How should I parse a quoted string similar to rust's raw strings using nom? I want to parse the following:
"A standard string"
#"A string containing ["] a quote"#
##"A string containing ["#] a quote and hash "##
How would I do this, requiring equal number of '#' symbols at the start and end, while allowing #'ed strings to contain unescaped quotes and hashes?
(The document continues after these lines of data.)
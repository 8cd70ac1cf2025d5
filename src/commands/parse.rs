//! Comando parse - Resolve uma config syslinux a partir de uma URL

use anyhow::{Context, Result};
use bellows::core::{Schemes, Url, syslinux, utils};
use colored::*;

use super::report::{self, Format};

pub fn run(reference: &str, wd: Option<&str>, format: Format, verbose: bool) -> Result<()> {
    let wd = wd
        .map(Url::parse)
        .transpose()
        .context("Invalid working directory URL")?;

    if format == Format::Text {
        println!("{}", "📜 Lendo config syslinux...".bright_yellow());
        println!("   Config: {}", reference.bright_green());
        if let Some(ref wd) = wd {
            println!("   Diretório: {}", wd.to_string().bright_green());
        }
        utils::print_step("Resolvendo entradas de boot...");
    }

    let images = syslinux::parse_config(wd.as_ref(), reference, &Schemes::local())
        .context(format!("Failed to resolve {}", reference))?;

    report::emit(&images, format, verbose)
}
This would be my approach (using nom-5.1.1
):
extern crate nom;
use nom::{
IResult,
multi::{count, fold_many0, many_till},
bytes::complete::{tag, take},
sequence::pair
};
fn quoted_str(input: &str) -> IResult<&str, &str> {
// Count number of leading #
let (remaining, hash_count) = fold_many0(tag("#"), 0, |acc, _| acc + 1)(input)?;
// Match "
let (remaining, _) = tag("\"")(remaining)?;
// Take until closing " plus # (repeated hash_count times)
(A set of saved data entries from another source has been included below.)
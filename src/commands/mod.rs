//! Módulo de comandos do Bellows

pub mod local;
pub mod parse;
pub mod probe;
pub mod report;
//! Error types for config resolution.
//!
//! Errors are categorized by how the resolver treats them:
//! - [`SyslinuxError::MalformedReference`]: always fatal
//! - [`FetchError::NotFound`]: fatal, except inside `include` and while
//!   probing local candidates
//! - [`FetchError::Transport`] / [`FetchError::UnsupportedScheme`]: always fatal

use std::io;
use std::path::PathBuf;
use thiserror::Error;

/// Result alias used across the resolver.
pub type Result<T> = std::result::Result<T, SyslinuxError>;

// ============================================================================
// Top-Level Error
// ============================================================================

/// Errors that abort a config resolution.
#[derive(Debug, Error)]
pub enum SyslinuxError {
    /// A file reference could not be parsed as a URL.
    #[error("could not parse URL {reference:?}: {source}")]
    MalformedReference {
        reference: String,
        #[source]
        source: UrlError,
    },

    /// Fetching a config, kernel or initrd failed.
    #[error(transparent)]
    Fetch(#[from] FetchError),

    /// Every probed candidate on a local disk was missing.
    #[error("no valid syslinux config found on {}", root.display())]
    NoValidConfig { root: PathBuf },
}

impl SyslinuxError {
    /// Whether this error means "the resource is not there".
    pub fn is_not_found(&self) -> bool {
        matches!(self, Self::Fetch(FetchError::NotFound { .. }))
    }
}

// ============================================================================
// Fetch Errors
// ============================================================================

/// Errors reported by a [`Scheme`](super::fetch::Scheme).
#[derive(Debug, Error)]
pub enum FetchError {
    /// The resource does not exist.
    #[error("{url}: not found")]
    NotFound { url: String },

    /// The transport failed for a reason other than absence.
    #[error("{url}: {source}")]
    Transport {
        url: String,
        #[source]
        source: io::Error,
    },

    /// No fetcher is registered for the URL's scheme.
    #[error("no fetcher registered for scheme {scheme:?}")]
    UnsupportedScheme { scheme: String },
}

impl FetchError {
    /// Classify an I/O error for `url`.
    pub fn from_io(url: impl Into<String>, err: io::Error) -> Self {
        let url = url.into();
        match err.kind() {
            io::ErrorKind::NotFound => Self::NotFound { url },
            _ => Self::Transport { url, source: err },
        }
    }
}

// ============================================================================
// URL Errors
// ============================================================================

/// Reasons a reference is not a URL.
#[derive(Debug, Clone, PartialEq, Eq, Error)]
pub enum UrlError {
    #[error("invalid control character in URL")]
    ControlCharacter,

    #[error("missing protocol scheme")]
    MissingScheme,

    #[error("first path segment in URL cannot contain colon")]
    ColonInFirstSegment,

    #[error("invalid URL escape {0:?}")]
    InvalidEscape(String),

    #[error("invalid port {0:?} after host")]
    InvalidPort(String),
}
let closing = pair(tag("\""), count(tag("#"), hash_count));
let (remaining, (inner, _)) = many_till(take(1u32), closing)(remaining)?;
// Extract inner range
let offset = hash_count + 1;
let length = inner.len();
Ok((remaining, &input[offset .. offset + length]))
}
#[test]
fn run_test() {
assert_eq!(quoted_str("\"ABC\""), Ok(("", "ABC")));
assert_eq!(quoted_str("#\"ABC\"#"), Ok(("", "ABC")));
assert_eq!(quoted_str("##\"ABC\"##"), Ok(("", "ABC")));
assert_eq!(quoted_str("###\"ABC\"###"), Ok(("", "ABC")));
assert_eq!(quoted_str("#\"ABC\"XYZ\"#"), Ok(("", "ABC\"XYZ")));
assert_eq!(quoted_str("#\"ABC\"#XYZ\"#"), Ok(("XYZ\"#", "ABC")));
assert_eq!(quoted_str("#\"ABC\"##XYZ\"#"), Ok(("#XYZ\"#", "ABC")));
assert_eq!(quoted_str("##\"ABC\"XYZ\"##"), Ok(("", "ABC\"XYZ")));
assert_eq!(quoted_str("##\"ABC\"#XYZ\"##"), Ok(("", "ABC\"#XYZ")));
assert_eq!(quoted_str("##\"ABC\"##XYZ\"##"), Ok(("XYZ\"##", "ABC")));
assert_eq!(quoted_str("##\"ABC\"###XYZ\"##"), Ok(("#XYZ\"##", "ABC")));
assert_eq!(quoted_str("\"ABC\"XYZ"), Ok(("XYZ", "ABC")));
assert_eq!(quoted_str("#\"ABC\"#XYZ"), Ok(("XYZ", "ABC")));
assert_eq!(quoted_str("##\"ABC\"##XYZ"), Ok(("XYZ", "ABC")));
}
If performance is important to you, the implicit vector allocation in many_till
could be avoided by writing a fold_many_till
function based on the code for fold_many0
and many_fill
. It seems nom
does not currently provide such a function.